Characterization and diagnostic potential of hepatitis B virus nucleocapsid expressed in E. coli and P. pastoris.

The hepatitis B core antigen (HBcAg) was expressed in Escherichia coli and in Pichia pastoris. A hexahistidine tag was introduced at the C terminus of the E. coli expressed protein allowing its purification by Ni(2+)-chelate affinity chromatography. The P. pastoris expressed HBcAg was isolated following heat treatment. The two recombinant HBcAgs were purified further on a sucrose gradient. Mass spectrometry analysis suggested that HBcAg was N-acetylated only in P. pastoris and reaction with Ellman's reagent allowed the measurement respectively, of 0.37 and 0.23 mole of free sulfydryl groups per mole of HBcAg monomer expressed in E. coli or P. pastoris. Electron microscopy indicated that the E. coli and the P. pastoris proteins formed capsid-like particles with respectively, a diameter of 34 and 28-nm.

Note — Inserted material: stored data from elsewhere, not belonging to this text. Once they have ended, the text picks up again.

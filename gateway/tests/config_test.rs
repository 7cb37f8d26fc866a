//! Configuration and startup tests

use clap::Parser;
use std::io::Write;

use player_gateway::catalog::Catalog;
use player_gateway::config::Args;
use player_gateway::server::AppState;

fn args(extra: &[&str]) -> Args {
    let mut argv = vec!["player-gateway"];
    argv.extend_from_slice(extra);
    Args::parse_from(argv)
}

#[test]
fn test_defaults() {
    let args = args(&["--dev-mode"]);
    assert_eq!(args.listen.port(), 8080);
    assert_eq!(args.token_expiry_seconds, 7200);
    assert_eq!(args.default_product_id, "HOODIE123");
    assert!(args.bind_product);
    assert!(args.validate().is_ok());
}

#[test]
fn test_production_requires_long_secret() {
    let args_missing = args(&[]);
    if args_missing.token_secret.is_none() && !args_missing.dev_mode {
        assert!(args_missing.validate().is_err());
    }

    let short = args(&["--token-secret", "short"]);
    if !short.dev_mode {
        assert!(short.validate().is_err());
    }

    let good = args(&["--token-secret", "a-production-secret-that-is-long-enough"]);
    assert!(good.validate().is_ok());
}

#[test]
fn test_zero_expiry_rejected() {
    let args = args(&["--dev-mode", "--token-expiry-seconds", "0"]);
    assert!(args.validate().is_err());
}

#[test]
fn test_bind_product_can_be_disabled() {
    let args = args(&["--dev-mode", "--bind-product", "false"]);
    assert!(!args.bind_product);
}

#[test]
fn test_state_loads_catalog_file() {
    let mut file = tempfile::NamedTempFile::new().unwrap();
    writeln!(
        file,
        r#"
[[products.CAP9]]
url = "/audio/cap.mp3"
title = "Cap Song"
artist = "Caliph"
"#
    )
    .unwrap();

    let path = file.path().to_str().unwrap().to_string();
    let args = args(&[
        "--dev-mode",
        "--catalog-path",
        &path,
        "--default-product-id",
        "CAP9",
    ]);
    let state = AppState::new(args).unwrap();
    assert_eq!(state.catalog.default_product(), "CAP9");
    assert_eq!(state.catalog.resolve(Some("HOODIE123")).1[0].title, "Cap Song");
}

#[test]
fn test_state_rejects_unknown_default_product() {
    let args = args(&["--dev-mode", "--default-product-id", "NOPE"]);
    assert!(AppState::new(args).is_err());
    assert!(Catalog::builtin().with_default("HOODIE123").is_ok());
}
//! Per-category load state machine
//!
//! `NotStarted -> Loading(source, attempt) -> Loaded | next attempt | next source | Failed`.
//! `Failed` is only reachable once every candidate source has been tried.

use serde::Serialize;

/// Category of external engine asset
#[derive(Debug, Clone, Copy, PartialEq, Eq, Hash, Serialize)]
#[serde(rename_all = "snake_case")]
pub enum AssetCategory {
    /// 3D scene engine
    SceneEngine,
    /// AR tracking extension; needs the engine's globals
    TrackingExtension,
}

impl AssetCategory {
    /// Load order. The tracking extension always follows the engine.
    pub const ORDER: [AssetCategory; 2] =
        [AssetCategory::SceneEngine, AssetCategory::TrackingExtension];

    pub fn label(&self) -> &'static str {
        match self {
            AssetCategory::SceneEngine => "3D engine",
            AssetCategory::TrackingExtension => "AR tracking",
        }
    }
}

/// Load status of one category
#[derive(Debug, Clone, Copy, PartialEq, Eq, Serialize)]
#[serde(tag = "status", rename_all = "snake_case")]
pub enum LoadStatus {
    NotStarted,
    Loading { source_index: usize, attempt: u32 },
    Loaded { source_index: usize },
    Failed,
}

impl LoadStatus {
    pub fn is_loaded(&self) -> bool {
        matches!(self, LoadStatus::Loaded { .. })
    }
}

/// Input to the state machine
#[derive(Debug, Clone, Copy, PartialEq, Eq)]
pub enum LoadEvent {
    Begin,
    SourceLoaded,
    SourceFailed,
}

/// Pure transition function
///
/// Events that make no sense in the current status leave it unchanged.
pub fn transition(
    status: LoadStatus,
    event: LoadEvent,
    source_count: usize,
    attempts_per_source: u32,
) -> LoadStatus {
    let attempts_per_source = attempts_per_source.max(1);

    match (status, event) {
        (LoadStatus::NotStarted, LoadEvent::Begin) => {
            if source_count == 0 {
                LoadStatus::Failed
            } else {
                LoadStatus::Loading {
                    source_index: 0,
                    attempt: 1,
                }
            }
        }
        (LoadStatus::Loading { source_index, .. }, LoadEvent::SourceLoaded) => {
            LoadStatus::Loaded { source_index }
        }
        (
            LoadStatus::Loading {
                source_index,
                attempt,
            },
            LoadEvent::SourceFailed,
        ) => {
            if attempt < attempts_per_source {
                LoadStatus::Loading {
                    source_index,
                    attempt: attempt + 1,
                }
            } else if source_index + 1 < source_count {
                LoadStatus::Loading {
                    source_index: source_index + 1,
                    attempt: 1,
                }
            } else {
                LoadStatus::Failed
            }
        }
        (status, _) => status,
    }
}

/// Load state of one category as exposed to the UI
#[derive(Debug, Clone, PartialEq, Eq, Serialize)]
#[serde(rename_all = "camelCase")]
pub struct AssetLoadState {
    pub category: AssetCategory,
    pub attempted_sources: Vec<String>,
    #[serde(flatten)]
    pub status: LoadStatus,
}

impl AssetLoadState {
    pub fn new(category: AssetCategory) -> Self {
        Self {
            category,
            attempted_sources: Vec::new(),
            status: LoadStatus::NotStarted,
        }
    }
}
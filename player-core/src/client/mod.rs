//! HTTP collaborators backed by `reqwest`
//!
//! - [`GatewayClient`]: credential issuance/verification and playlist reads
//! - [`HttpBeacon`]: detached telemetry POST (native only)

mod http;

pub use http::GatewayClient;

#[cfg(not(target_arch = "wasm32"))]
pub use http::HttpBeacon;
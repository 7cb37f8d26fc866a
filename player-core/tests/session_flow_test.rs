//! End-to-end controller flows over mock platform collaborators

use std::rc::Rc;
use url::Url;

use player_core::mock::{
    MockAccessService, MockAudio, MockCaptureDevice, MockMotionApi, MockPlaylistSource,
    MockScriptLoader, RecordingBeacon, RecordingNavigator, RecordingSurface,
};
use player_core::{
    AccessState, AssetCategory, BootstrapPlan, GestureAction, NowPlayingSurface, Platform,
    PlayerConfig, SessionController, SessionPhase, SurfaceKind, Track, TransportState,
};

struct Page {
    access: Rc<MockAccessService>,
    scripts: Rc<MockScriptLoader>,
    navigator: Rc<RecordingNavigator>,
    audio: Rc<MockAudio>,
    overlay: Rc<RecordingSurface>,
    scene: Rc<RecordingSurface>,
    beacon: Rc<RecordingBeacon>,
}

impl Page {
    fn new(access: MockAccessService, scripts: MockScriptLoader) -> Self {
        Self {
            access: Rc::new(access),
            scripts: Rc::new(scripts),
            navigator: Rc::new(RecordingNavigator::default()),
            audio: Rc::new(MockAudio::accepting()),
            overlay: Rc::new(RecordingSurface::new(SurfaceKind::Overlay)),
            scene: Rc::new(RecordingSurface::new(SurfaceKind::ScenePanel)),
            beacon: Rc::new(RecordingBeacon::default()),
        }
    }

    fn load(&self, config: PlayerConfig, url: Url) -> SessionController {
        let platform = Platform {
            access: self.access.clone(),
            playlist: Rc::new(MockPlaylistSource::new(catalog())),
            scripts: self.scripts.clone(),
            navigator: self.navigator.clone(),
            camera: Rc::new(MockCaptureDevice::granting()),
            motion: Rc::new(MockMotionApi::granting()),
            audio: self.audio.clone(),
            surfaces: vec![
                self.overlay.clone() as Rc<dyn NowPlayingSurface>,
                self.scene.clone() as Rc<dyn NowPlayingSurface>,
            ],
            beacon: self.beacon.clone(),
        };
        SessionController::new(config, url, platform)
    }
}

async fn start(controller: &mut SessionController) -> SessionPhase {
    let started = controller.start().await.unwrap();
    if let Some(prime) = started.prime {
        prime.wait().await.unwrap();
    }
    started.phase
}

fn catalog() -> Vec<Track> {
    vec![
        Track::new("/audio/caliph-polygamy.mp3", "Polygamy", "Caliph", "/covers/polygamy.jpg"),
        Track::new("/audio/caliph-mariajulia.mp3", "Maria Julia", "Caliph", "/covers/mariajulia.jpg"),
        Track::new(
            "https://www.soundhelix.com/examples/mp3/SoundHelix-Song-3.mp3",
            "Demo Track",
            "Caliph",
            "",
        ),
    ]
}

#[tokio::test]
async fn test_email_to_credential_to_bootstrap() {
    let page = Page::new(
        MockAccessService::accepting().with_issued("minted.jwt"),
        MockScriptLoader::permissive(),
    );

    // First load: tag URL without a credential.
    let tag = Url::parse("https://ar.example.com/ar?productId=HOODIE123").unwrap();
    let mut first = page.load(PlayerConfig::default(), tag);
    assert_eq!(first.initialize().await, SessionPhase::Gated);
    assert_eq!(page.access.verify_calls(), 0);
    assert!(page.scripts.requested().is_empty());

    let reload_url = first.submit_email("a@b.com").await.unwrap();
    assert_eq!(page.navigator.visits(), vec![reload_url.clone()]);
    assert_eq!(page.access.issued_emails(), vec!["a@b.com".to_string()]);

    // Second load: the reloaded page carries the credential.
    let mut second = page.load(PlayerConfig::default(), reload_url);
    assert_eq!(second.initialize().await, SessionPhase::Ready);
    assert_eq!(second.session().access_state(), AccessState::Granted);
    assert_eq!(
        page.access.verified(),
        vec![("minted.jwt".to_string(), "HOODIE123".to_string())]
    );
    assert_eq!(page.scripts.requested().len(), 2);
}

#[tokio::test]
async fn test_bootstrap_tries_sources_in_order() {
    let page = Page::new(
        MockAccessService::accepting(),
        MockScriptLoader::succeeding(&["engine-3", "tracking-1"]),
    );
    let config = PlayerConfig {
        bootstrap: BootstrapPlan {
            engine_sources: vec!["engine-1".into(), "engine-2".into(), "engine-3".into()],
            tracking_sources: vec!["tracking-1".into()],
            attempts_per_source: 1,
        },
        ..PlayerConfig::default()
    };
    let url = Url::parse("https://ar.example.com/ar?credential=good").unwrap();
    let mut controller = page.load(config, url);

    assert_eq!(controller.initialize().await, SessionPhase::Ready);
    assert_eq!(
        page.scripts.requested(),
        vec!["engine-1", "engine-2", "engine-3", "tracking-1"]
    );
    assert_eq!(
        controller
            .bootstrapper()
            .asset_state(AssetCategory::SceneEngine)
            .attempted_sources
            .len(),
        3
    );
}

#[tokio::test]
async fn test_sustained_tilt_advances_once() {
    let page = Page::new(MockAccessService::accepting(), MockScriptLoader::permissive());
    let url = Url::parse("https://ar.example.com/ar?sku=HOODIE123&tok=good").unwrap();
    let mut controller = page.load(PlayerConfig::default(), url);
    controller.initialize().await;
    start(&mut controller).await;

    let mut fired = Vec::new();
    for _ in 0..30 {
        if let Some((action, step)) = controller.on_orientation(Some(45.0)) {
            step.resume.wait().await.unwrap();
            fired.push(action);
        }
    }

    assert_eq!(fired, vec![GestureAction::Next]);
    assert_eq!(controller.cursor().index, 1);
    assert_eq!(controller.cursor().transport, TransportState::Playing);
    assert_eq!(page.beacon.sent().len(), 1);
    assert_eq!(page.overlay.titles(), vec!["Polygamy", "Maria Julia"]);
}

#[tokio::test]
async fn test_controls_cycle_through_playlist() {
    let page = Page::new(MockAccessService::accepting(), MockScriptLoader::permissive());
    let url = Url::parse("https://ar.example.com/ar?credential=good").unwrap();
    let mut controller = page.load(PlayerConfig::default(), url);
    controller.initialize().await;
    assert_eq!(start(&mut controller).await, SessionPhase::Active);

    for _ in 0..3 {
        let step = controller.next().unwrap().unwrap();
        step.resume.wait().await.unwrap();
    }
    assert_eq!(controller.cursor().index, 0);

    controller.pause().unwrap();
    assert_eq!(controller.cursor().transport, TransportState::Paused);
    controller.play().unwrap().wait().await.unwrap();
    assert_eq!(controller.cursor().transport, TransportState::Playing);

    // The demo track has no cover; the scene panel keeps the previous one.
    let step = controller.previous().unwrap().unwrap();
    assert_eq!(step.index, 2);
    step.resume.wait().await.unwrap();
    assert_eq!(page.scene.covers().last().map(String::as_str), Some("/covers/polygamy.jpg"));
    assert_eq!(page.overlay.covers().last().map(String::as_str), Some(""));
}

Nucleic acid components were found entrapped in both particles but protected from enzymatic treatment only in the P. pastoris derived particles suggesting structural discrepancies between the two recombinant molecules. The high purity of these recombinant antigens allowed the development of a sandwich immunoassay to detect anti-HBc antibodies in human serum. The preliminary results indicate that the P. pastoris HBcAg produced intracellularly is more suitable than the renatured E. coli HBcAg for detection of anti-HBc in this diagnostic assay.